Department of Electronics and Communications Engineering, Al-Madinah Higher Institute for Engineering and Technology, Giza, 12947, Egypt.
Sci Rep. 2025 May 13;15(1):16576. doi: 10.1038/s41598-025-98454-6.
There are some key problems faced in modern agriculture that IoT-based smart farming. These problems such shortage of water, plant diseases, and pest attacks. Thus, artificial intelligence (AI) technology cooperates with the Internet of Things (IoT) toward developing the agriculture use cases and transforming the agriculture industry into robustness and ecologically conscious. Various IoT smart agriculture techniques are escalated in this field to solve these challenges such as drop irrigation, plant diseases detection, and pest detection. Several agriculture devices were installed to perform these techniques on the agriculture field such as drones and robotics but in expense of their limitations. This paper proposes an AI-IoT smart agriculture pivot as a good candidate for the plant diseases detection and treatment without the limitations of both drones and robotics. Thus, it presents a new IoT system architecture and a hardware pilot based on the existing central pivot to develop deep learning (DL) models for plant diseases detection across multiple crops and controlling their actuators for the plant diseases treatment. For the plant diseases detection, the paper augments a dataset of 25,940 images to classify 11-classes of plant leaves using a pre-trained ResNet50 model, which scores the testing accuracy of 99.8%, compared to other traditional works. Experimentally, the F1-score, Recall, and Precision, for ResNet50 model were 99.91%, 99.92%, and 100%, respectively.
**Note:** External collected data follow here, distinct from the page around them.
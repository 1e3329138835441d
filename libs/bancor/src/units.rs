//! Conversion between human-readable token amounts and base units

use crate::errors::FormulaError;
use ethers_core::types::U256;
use rust_decimal::Decimal;

/// Decimals used by both the continuous and the reserve token
pub const DEFAULT_DECIMALS: u8 = 18;

/// Parse a decimal token amount such as `"2.5"` into base units
///
/// Parsing is exact: negative values and values with more fractional digits
/// than `decimals` are rejected instead of rounded.
pub fn parse_units(text: &str, decimals: u8) -> Result<U256, FormulaError> {
    let invalid = |reason: &str| FormulaError::InvalidAmount {
        input: text.to_string(),
        reason: reason.to_string(),
    };

    let value = Decimal::from_str_exact(text.trim())
        .map_err(|e| invalid(&e.to_string()))?
        .normalize();

    if value.is_sign_negative() && !value.is_zero() {
        return Err(invalid("amount must not be negative"));
    }

    let scale = value.scale();
    if scale > u32::from(decimals) {
        return Err(invalid("too many fractional digits"));
    }

    let mantissa = value.mantissa().unsigned_abs();
    let multiplier = U256::from(10u64)
        .checked_pow(U256::from(u32::from(decimals) - scale))
        .ok_or_else(|| invalid("decimals out of range"))?;

    U256::from(mantissa)
        .checked_mul(multiplier)
        .ok_or_else(|| invalid("amount exceeds 256 bits"))
}

/// `parse_units(text, 18)`
pub fn parse_ether(text: &str) -> Result<U256, FormulaError> {
    parse_units(text, DEFAULT_DECIMALS)
}

/// Render base units as a decimal string, e.g. `2000000000000000000` -> `"2.0"`
pub fn format_units(value: U256, decimals: u8) -> String {
    let digits = value.to_string();
    let decimals = usize::from(decimals);

    let (whole, fraction) = if digits.len() > decimals {
        let split = digits.len() - decimals;
        (digits[..split].to_string(), digits[split..].to_string())
    } else {
        ("0".to_string(), format!("{:0>width$}", digits, width = decimals))
    };

    let fraction = fraction.trim_end_matches('0');
    if fraction.is_empty() {
        format!("{}.0", whole)
    } else {
        format!("{}.{}", whole, fraction)
    }
}

#[cfg(test)]
mod tests {
    use super::*;

    #[test]
    fn test_parse_ether() {
        assert_eq!(parse_ether("1").unwrap(), U256::exp10(18));
        assert_eq!(parse_ether("0.5").unwrap(), U256::exp10(17) * U256::from(5u64));
        assert_eq!(parse_ether("2.000").unwrap(), U256::exp10(18) * U256::from(2u64));
        assert_eq!(parse_ether("0").unwrap(), U256::zero());
        assert_eq!(
            parse_ether("0.000000000000000001").unwrap(),
            U256::one()
        );
    }

    #[test]
    fn test_parse_rejects_bad_input() {
        assert!(matches!(
            parse_ether("-1"),
            Err(FormulaError::InvalidAmount { .. })
        ));
        assert!(matches!(
            parse_ether("abc"),
            Err(FormulaError::InvalidAmount { .. })
        ));
        assert!(matches!(
            parse_units("1.001", 2),
            Err(FormulaError::InvalidAmount { .. })
        ));
    }

    #[test]
    fn test_format_units() {
        assert_eq!(format_units(U256::exp10(18) * U256::from(2u64), 18), "2.0");
        assert_eq!(format_units(U256::zero(), 18), "0.0");
        assert_eq!(format_units(U256::one(), 18), "0.000000000000000001");
        assert_eq!(
            format_units(U256::from_dec_str("1464101615137754587").unwrap(), 18),
            "1.464101615137754587"
        );
        assert_eq!(format_units(U256::from(1_500u64), 3), "1.5");
        assert_eq!(format_units(U256::from(42u64), 0), "42.0");
    }
}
基于物联网的智能农业在现代农业中面临一些关键问题。这些问题包括缺水、植物病害和虫害侵袭。因此,人工智能(AI)技术与物联网(IoT)合作,以开发农业用例,并将农业产业转变为稳健且注重生态的产业。该领域中各种物联网智能农业技术不断升级,以应对这些挑战,如滴灌、植物病害检测和虫害检测。为了执行这些技术,在农业领域安装了多种农业设备,如无人机和机器人,但它们存在局限性。本文提出了一种人工智能-物联网智能农业枢纽,作为一种在不受无人机和机器人两者局限性影响的情况下进行植物病害检测和治疗的良好选择。因此,它基于现有的中心枢纽提出了一种新的物联网系统架构和一个硬件试点,以开发用于多种作物植物病害检测的深度学习(DL)模型,并控制其执行器进行植物病害治疗。对于植物病害检测,本文扩充了一个包含25940张图像的数据集,使用预训练的ResNet50模型对11类植物叶片进行分类,与其他传统方法相比,该模型的测试准确率达到了99.8%。实验表明,ResNet50模型的F1分数、召回率和精确率分别为99.91%、99.92%和100%。